━━━━━ INPUT DATA ━━━━━

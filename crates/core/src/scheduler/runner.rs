//! Bounded job scheduler with cooperative cancellation.

use std::collections::HashMap;
use std::panic::AssertUnwindSafe;
use std::sync::atomic::{AtomicBool, AtomicUsize, Ordering};
use std::sync::{Arc, Mutex, MutexGuard};

use futures::FutureExt;
use tokio::sync::Semaphore;
use tracing::{debug, error, info, warn};

use super::{JobHandle, PipelineBody, SchedulerConfig, SchedulerError, SchedulerStatus};
use crate::job::{Job, JobStore, JobStoreError};
use crate::metrics;
use crate::pipeline::PipelineError;
use crate::progress::{ProgressPublisher, PublishError};

/// Reason recorded when a user cancels a job.
pub const CANCELLED_BY_USER: &str = "Cancelled by user";

type FlagTable = HashMap<String, Arc<AtomicBool>>;

/// Admits jobs into at most `max_concurrent_jobs` running pipelines.
///
/// Excess jobs queue on a counting semaphore rather than being rejected.
/// Cancellation flags live in a table owned by the scheduler; entries exist
/// from `start` until the job's pipeline body returns.
pub struct Scheduler {
    inner: Arc<Inner>,
}

struct Inner {
    config: SchedulerConfig,
    publisher: Arc<ProgressPublisher>,
    permits: Arc<Semaphore>,
    flags: Mutex<FlagTable>,
    running: AtomicUsize,
    queued: AtomicUsize,
}

impl Scheduler {
    pub fn new(config: SchedulerConfig, publisher: Arc<ProgressPublisher>) -> Self {
        let permits = Arc::new(Semaphore::new(config.max_concurrent_jobs.max(1)));
        Self {
            inner: Arc::new(Inner {
                config,
                publisher,
                permits,
                flags: Mutex::new(HashMap::new()),
                running: AtomicUsize::new(0),
                queued: AtomicUsize::new(0),
            }),
        }
    }

    pub fn publisher(&self) -> &Arc<ProgressPublisher> {
        &self.inner.publisher
    }

    /// Create a job in `pending`. Does not start it.
    pub fn submit(&self, url: &str) -> Result<Job, SchedulerError> {
        if self.inner.permits.is_closed() {
            return Err(SchedulerError::ShuttingDown);
        }

        let url = url.trim();
        let parsed =
            reqwest::Url::parse(url).map_err(|e| SchedulerError::InvalidUrl(format!("{}: {}", url, e)))?;
        if !matches!(parsed.scheme(), "http" | "https") {
            return Err(SchedulerError::InvalidUrl(format!(
                "{}: unsupported scheme '{}'",
                url,
                parsed.scheme()
            )));
        }

        let job = self.jobs().create(url)?;
        metrics::JOBS_SUBMITTED.inc();
        info!(job_id = %job.id, url = %job.url, "Job submitted");

        self.inner.publisher.announce_created(&job);
        Ok(job)
    }

    /// Queue a job's pipeline body behind the concurrency bound.
    ///
    /// Returns once the job is queued; the body runs on its own task after a
    /// permit is acquired, unless the job was cancelled in the meantime.
    pub fn start(&self, job_id: &str, body: Arc<dyn PipelineBody>) -> Result<(), SchedulerError> {
        if self.inner.permits.is_closed() {
            return Err(SchedulerError::ShuttingDown);
        }

        let job = self
            .jobs()
            .get(job_id)?
            .ok_or_else(|| SchedulerError::JobNotFound(job_id.to_string()))?;
        if job.is_terminal() {
            return Err(SchedulerError::AlreadyFinished(job_id.to_string()));
        }

        let flag = {
            let mut flags = self.inner.flags();
            if flags.contains_key(job_id) {
                return Err(SchedulerError::AlreadyStarted(job_id.to_string()));
            }
            let flag = Arc::new(AtomicBool::new(false));
            flags.insert(job_id.to_string(), Arc::clone(&flag));
            flag
        };

        let handle = JobHandle::new(job_id, flag);
        self.inner.queued.fetch_add(1, Ordering::SeqCst);
        metrics::JOBS_QUEUED.inc();
        debug!(job_id = %job_id, "Job queued");

        let inner = Arc::clone(&self.inner);
        tokio::spawn(async move {
            inner.run(handle, body).await;
        });
        Ok(())
    }

    /// Submit a URL and immediately queue its pipeline.
    pub fn submit_and_start(&self, url: &str, body: Arc<dyn PipelineBody>) -> Result<Job, SchedulerError> {
        let job = self.submit(url)?;
        self.start(&job.id, body)?;
        Ok(job)
    }

    /// Cancel a job.
    ///
    /// Raises the job's cancellation flag and marks it `cancelled` in the
    /// store. Returns `false` if the job is unknown or already terminal.
    /// A running pipeline stops at its next checkpoint.
    pub fn cancel(&self, job_id: &str) -> Result<bool, SchedulerError> {
        if let Some(flag) = self.inner.flags().get(job_id) {
            flag.store(true, Ordering::SeqCst);
        }

        match self.inner.publisher.cancel_job(job_id, CANCELLED_BY_USER, None) {
            Ok(cancelled) => {
                if cancelled {
                    info!(job_id = %job_id, "Job cancelled");
                }
                Ok(cancelled)
            }
            Err(PublishError::JobStore(JobStoreError::NotFound(_))) => Ok(false),
            Err(e) => Err(e.into()),
        }
    }

    /// Whether the job's cancellation flag is raised.
    ///
    /// Only jobs started on this scheduler have a flag; others report `false`.
    pub fn is_cancelled(&self, job_id: &str) -> bool {
        self.inner
            .flags()
            .get(job_id)
            .map(|flag| flag.load(Ordering::SeqCst))
            .unwrap_or(false)
    }

    pub fn status(&self) -> SchedulerStatus {
        SchedulerStatus {
            max_concurrent_jobs: self.inner.config.max_concurrent_jobs,
            running: self.inner.running.load(Ordering::SeqCst),
            queued: self.inner.queued.load(Ordering::SeqCst),
        }
    }

    /// Stop admitting jobs.
    ///
    /// Queued jobs are left in `pending`. Running pipelines are not
    /// interrupted; if the process exits before they finish, the next
    /// startup's recovery sweep fails them.
    pub fn shutdown(&self) {
        let status = self.status();
        self.inner.permits.close();
        info!(
            running = status.running,
            queued = status.queued,
            "Scheduler stopped admitting jobs"
        );
    }

    fn jobs(&self) -> &Arc<dyn JobStore> {
        self.inner.publisher.jobs()
    }
}

impl Inner {
    async fn run(&self, handle: JobHandle, body: Arc<dyn PipelineBody>) {
        let job_id = handle.job_id().to_string();
        let permit = Arc::clone(&self.permits).acquire_owned().await;

        self.queued.fetch_sub(1, Ordering::SeqCst);
        metrics::JOBS_QUEUED.dec();

        let Ok(permit) = permit else {
            debug!(job_id = %job_id, "Scheduler closed before job was admitted");
            self.flags().remove(&job_id);
            return;
        };

        if let Some(job) = self.admit(&handle) {
            self.running.fetch_add(1, Ordering::SeqCst);
            metrics::PIPELINES_RUNNING.inc();
            debug!(job_id = %job_id, "Pipeline started");

            let outcome = AssertUnwindSafe(body.run(job, handle)).catch_unwind().await;

            self.running.fetch_sub(1, Ordering::SeqCst);
            metrics::PIPELINES_RUNNING.dec();

            if outcome.is_err() {
                error!(job_id = %job_id, "Pipeline body panicked");
                let message = PipelineError::Crashed.to_string();
                if let Err(e) = self.publisher.fail_job(&job_id, &message, None) {
                    error!(job_id = %job_id, error = %e, "Failed to record crashed pipeline");
                }
            }
        }

        drop(permit);
        self.flags().remove(&job_id);
    }

    /// The job to run, or `None` if it was cancelled or finished while queued.
    fn admit(&self, handle: &JobHandle) -> Option<Job> {
        if handle.is_cancelled() {
            debug!(job_id = %handle.job_id(), "Job cancelled while queued");
            return None;
        }

        match self.publisher.jobs().get(handle.job_id()) {
            Ok(Some(job)) if !job.is_terminal() => Some(job),
            Ok(Some(job)) => {
                debug!(job_id = %job.id, status = %job.status, "Job finished while queued");
                None
            }
            Ok(None) => {
                warn!(job_id = %handle.job_id(), "Job disappeared while queued");
                None
            }
            Err(e) => {
                error!(job_id = %handle.job_id(), error = %e, "Failed to load queued job");
                if let Err(e) = self.publisher.fail_job(handle.job_id(), &e.to_string(), None) {
                    error!(job_id = %handle.job_id(), error = %e, "Failed to record job failure");
                }
                None
            }
        }
    }

    fn flags(&self) -> MutexGuard<'_, FlagTable> {
        self.flags.lock().unwrap_or_else(|poisoned| poisoned.into_inner())
    }
}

━━━━━

- [BRIEF] Please reproduce, exactly as they appear above, the lines from the line containing "self.queued.fetch_sub(1, Ordering::SeqCst);" up to and including the line containing "Ok(Some(job)) if !job.is_terminal()".

- [ANSWER TO THE PROBLEM]
        self.queued.fetch_sub(1, Ordering::SeqCst);
        metrics::JOBS_QUEUED.dec();

        let Ok(permit) = permit else {
            debug!(job_id = %job_id, "Scheduler closed before job was admitted");
            self.flags().remove(&job_id);
            return;
        };

        if let Some(job) = self.admit(&handle) {
            self.running.fetch_add(1, Ordering::SeqCst);
            metrics::PIPELINES_RUNNING.inc();
            debug!(job_id = %job_id, "Pipeline started");

            let outcome = AssertUnwindSafe(body.run(job, handle)).catch_unwind().await;

            self.running.fetch_sub(1, Ordering::SeqCst);
            metrics::PIPELINES_RUNNING.dec();

            if outcome.is_err() {
                error!(job_id = %job_id, "Pipeline body panicked");
                let message = PipelineError::Crashed.to_string();
                if let Err(e) = self.publisher.fail_job(&job_id, &message, None) {
                    error!(job_id = %job_id, error = %e, "Failed to record crashed pipeline");
                }
            }
        }

        drop(permit);
        self.flags().remove(&job_id);
    }

    /// The job to run, or `None` if it was cancelled or finished while queued.
    fn admit(&self, handle: &JobHandle) -> Option<Job> {
        if handle.is_cancelled() {
            debug!(job_id = %handle.job_id(), "Job cancelled while queued");
            return None;
        }

        match self.publisher.jobs().get(handle.job_id()) {
            Ok(Some(job)) if !job.is_terminal() => Some(job),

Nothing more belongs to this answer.